Christi Peace, the spokesperson for Governor, stated that his administration is “committed to avoiding and reducing factors which could contribute to existing environmental stressors in overburdened areas across our state.”
Nicky Sheats is the director of Kean University’s Center for the Urban Environment. She said that similar conflicts are occurring across the country.
He said, “In neighborhoods of colour, there often are multiple sources for pollution spewing multiple effects.” “The law is meant to protect communities such as the one we’re standing in now.”
A spokesperson for the commission didn’t respond Wednesday to a request for comments. The commission stated on its website that it was complying with the intent under the environmental justice law.
According to the commission, it has taken many steps to modify the proposal since January when the governor intervened.
It stated that it would incorporate “state-of-the art” pollution control systems that go beyond state requirements.
According to the commission, it will not run the backup power plant in an emergency or for basic maintenance. The backup plant would only be used for 12 days per year if there are no emergencies.
A plan to use the backup power station on days with high electric demand was dropped by the commission. It claims that it will reduce operating time to 700 hours. It claims it will install all the technically possible solar power.
It plans to switch from natural gas to cleaner fuels, and even use battery power, as soon as possible.
This backup power plant was created to prevent a repeat of the 2012 Superstorm Sandy, in which nearly a billion gallons raw sewage flooded into waterways nearby after the plant lost electricity.
According to the commission, streets in the Ironbound section could become flooded with raw sewage if there is a severe storm or if the power goes out at the sewage treatment plant.
Gregory Tramontozzi (executive director of the commission), stated in January that such an outcome would be “catastrophic” and “unacceptable”.
Residents claim that there are three power plants in the Ironbound area. The Ironbound section is named after the three railroad tracks that surround it.

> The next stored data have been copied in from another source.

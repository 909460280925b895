use std::{str::FromStr, time::Duration};

use base64::{engine::general_purpose::STANDARD, Engine as _};
use chrono::NaiveDate;
use reqwest::blocking::Client;
use rust_decimal::Decimal;
use serde::Deserialize;
use serde_json::{json, Value};

use crate::config::AssistantConfig;
use crate::domain::{Category, CategoryCatalog};

use super::{AssistError, ExpenseAssistant, ReceiptExtraction, ReceiptImage};

const RECEIPT_PROMPT: &str = "Analyze this receipt image and extract the following information:
1.  A short description of the vendor or store name.
2.  The final total amount.
3.  The date of the transaction in YYYY-MM-DD format.

Return the result in a JSON format.";

/// Client for the Gemini `generateContent` endpoint with JSON-schema output.
pub struct GeminiAssistant {
    client: Client,
    endpoint: String,
    model: String,
    api_key: String,
}

impl GeminiAssistant {
    pub fn new(config: &AssistantConfig, api_key: String) -> Result<Self, AssistError> {
        let client = Client::builder()
            .timeout(Duration::from_secs(config.timeout_secs))
            .build()?;
        Ok(Self {
            client,
            endpoint: config.endpoint.trim_end_matches('/').to_string(),
            model: config.model.clone(),
            api_key,
        })
    }

    fn generate(&self, parts: Value, schema: Value) -> Result<Value, AssistError> {
        let url = format!(
            "{}/v1beta/models/{}:generateContent",
            self.endpoint, self.model
        );
        let body = json!({
            "contents": [{ "parts": parts }],
            "generationConfig": {
                "responseMimeType": "application/json",
                "responseSchema": schema,
            },
        });

        tracing::debug!(model = %self.model, "sending assistant request");
        let resp = self
            .client
            .post(url)
            .header("x-goog-api-key", &self.api_key)
            .json(&body)
            .send()?;

        let status = resp.status();
        if !status.is_success() {
            let body = resp.text().unwrap_or_default();
            return Err(AssistError::Status {
                status: status.as_u16(),
                body,
            });
        }

        let out: GenerateResponse = resp.json()?;
        let text = out.first_text().ok_or_else(|| {
            AssistError::Malformed("response carried no text candidate".into())
        })?;
        serde_json::from_str(&text).map_err(|err| AssistError::Malformed(err.to_string()))
    }
}

impl ExpenseAssistant for GeminiAssistant {
    fn name(&self) -> &str {
        &self.model
    }

    fn categorize(
        &self,
        description: &str,
        catalog: &CategoryCatalog,
    ) -> Result<Category, AssistError> {
        let names: Vec<&str> = catalog.names().collect();
        let listed = names.join(", ");
        let prompt = format!(
            "Analyze the expense description and categorize it into one of the following options: {listed}. Description: \"{description}\""
        );
        let schema = json!({
            "type": "OBJECT",
            "properties": {
                "category": {
                    "type": "STRING",
                    "description": format!("The expense category, which must be one of: {listed}."),
                    "enum": names,
                },
            },
            "required": ["category"],
        });

        let parsed = self.generate(json!([{ "text": prompt }]), schema)?;
        parse_category(&parsed, catalog)
    }

    fn extract_receipt(&self, image: &ReceiptImage) -> Result<ReceiptExtraction, AssistError> {
        let parts = json!([
            {
                "inlineData": {
                    "mimeType": image.mime_type,
                    "data": STANDARD.encode(&image.bytes),
                },
            },
            { "text": RECEIPT_PROMPT },
        ]);
        let schema = json!({
            "type": "OBJECT",
            "properties": {
                "description": { "type": "STRING", "description": "The vendor or store name." },
                "amount": { "type": "NUMBER", "description": "The final total amount of the transaction." },
                "date": { "type": "STRING", "description": "The date of the transaction in YYYY-MM-DD format." },
            },
            "required": ["description", "amount", "date"],
        });

        let parsed = self.generate(parts, schema)?;
        let extraction = parse_receipt(&parsed);
        if extraction.is_empty() {
            return Err(AssistError::NoSuggestion);
        }
        Ok(extraction)
    }
}

#[derive(Deserialize)]
struct GenerateResponse {
    #[serde(default)]
    candidates: Vec<Candidate>,
}

#[derive(Deserialize)]
struct Candidate {
    content: Option<Content>,
}

#[derive(Deserialize)]
struct Content {
    #[serde(default)]
    parts: Vec<Part>,
}

#[derive(Deserialize)]
struct Part {
    text: Option<String>,
}

impl GenerateResponse {
    fn first_text(self) -> Option<String> {
        let content = self.candidates.into_iter().find_map(|c| c.content)?;
        let text: String = content.parts.into_iter().filter_map(|p| p.text).collect();
        Some(text).filter(|t| !t.trim().is_empty())
    }
}

fn parse_category(parsed: &Value, catalog: &CategoryCatalog) -> Result<Category, AssistError> {
    parsed
        .get("category")
        .and_then(Value::as_str)
        .and_then(|name| catalog.resolve(name))
        .ok_or(AssistError::NoSuggestion)
}

/// Keeps only the fields that are present and well-typed.
fn parse_receipt(parsed: &Value) -> ReceiptExtraction {
    let description = parsed
        .get("description")
        .and_then(Value::as_str)
        .map(str::trim)
        .filter(|s| !s.is_empty())
        .map(str::to_string);

    let amount = match parsed.get("amount") {
        Some(Value::Number(number)) => decimal_from_number(&number.to_string()),
        _ => None,
    }
    .filter(|amount| *amount > Decimal::ZERO);

    let date = parsed
        .get("date")
        .and_then(Value::as_str)
        .and_then(|raw| NaiveDate::parse_from_str(raw.trim(), "%Y-%m-%d").ok());

    ReceiptExtraction {
        description,
        amount,
        date,
    }
}

fn decimal_from_number(raw: &str) -> Option<Decimal> {
    Decimal::from_str(raw)
        .or_else(|_| Decimal::from_scientific(raw))
        .ok()
}

#[cfg(test)]
mod tests {
    use super::*;

    #[test]
    fn receipt_fields_are_taken_individually() {
        let parsed = json!({ "description": "Corner Market", "amount": "12.40", "date": "2024-07-04" });
        let extraction = parse_receipt(&parsed);
        assert_eq!(extraction.description.as_deref(), Some("Corner Market"));
        assert_eq!(extraction.amount, None, "string amounts are mistyped");
        assert_eq!(extraction.date, NaiveDate::from_ymd_opt(2024, 7, 4));
    }

    #[test]
    fn receipt_amount_keeps_decimal_digits() {
        let parsed = json!({ "description": "", "amount": 23.75, "date": "07/04/2024" });
        let extraction = parse_receipt(&parsed);
        assert_eq!(extraction.description, None);
        assert_eq!(extraction.amount, Some(Decimal::from_str("23.75").unwrap()));
        assert_eq!(extraction.date, None);
    }

    #[test]
    fn category_must_be_in_catalog() {
        let catalog = CategoryCatalog::standard();
        let ok = parse_category(&json!({ "category": "dining out" }), &catalog).unwrap();
        assert_eq!(ok.name(), "Dining Out");
        assert!(parse_category(&json!({ "category": "Yachts" }), &catalog).is_err());
        assert!(parse_category(&json!({}), &catalog).is_err());
    }

    #[test]
    fn response_text_parts_are_joined() {
        let resp: GenerateResponse = serde_json::from_value(json!({
            "candidates": [{ "content": { "parts": [{ "text": "{\"cat" }, { "text": "egory\":\"Rent\"}" }] } }]
        }))
        .unwrap();
        assert_eq!(resp.first_text().as_deref(), Some("{\"category\":\"Rent\"}"));
    }

    #[test]
    fn empty_candidates_have_no_text() {
        let resp: GenerateResponse = serde_json::from_value(json!({})).unwrap();
        assert!(resp.first_text().is_none());
    }
}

Alexandra Nunez, a Newark social work worker, stated that children living in Ironbound are affected by multiple sources of pollution.
She said that she has heard students tell her about bad smells in their area and how it ruins their day because they cannot go outside to play.
Robert Laumbach, Rutgers University’s public health expert, stated that the cumulative effects from pollution in areas like Ironbound only get worse over time.
He said that in certain communities already overwhelmed by air pollution, an increase in it is too much.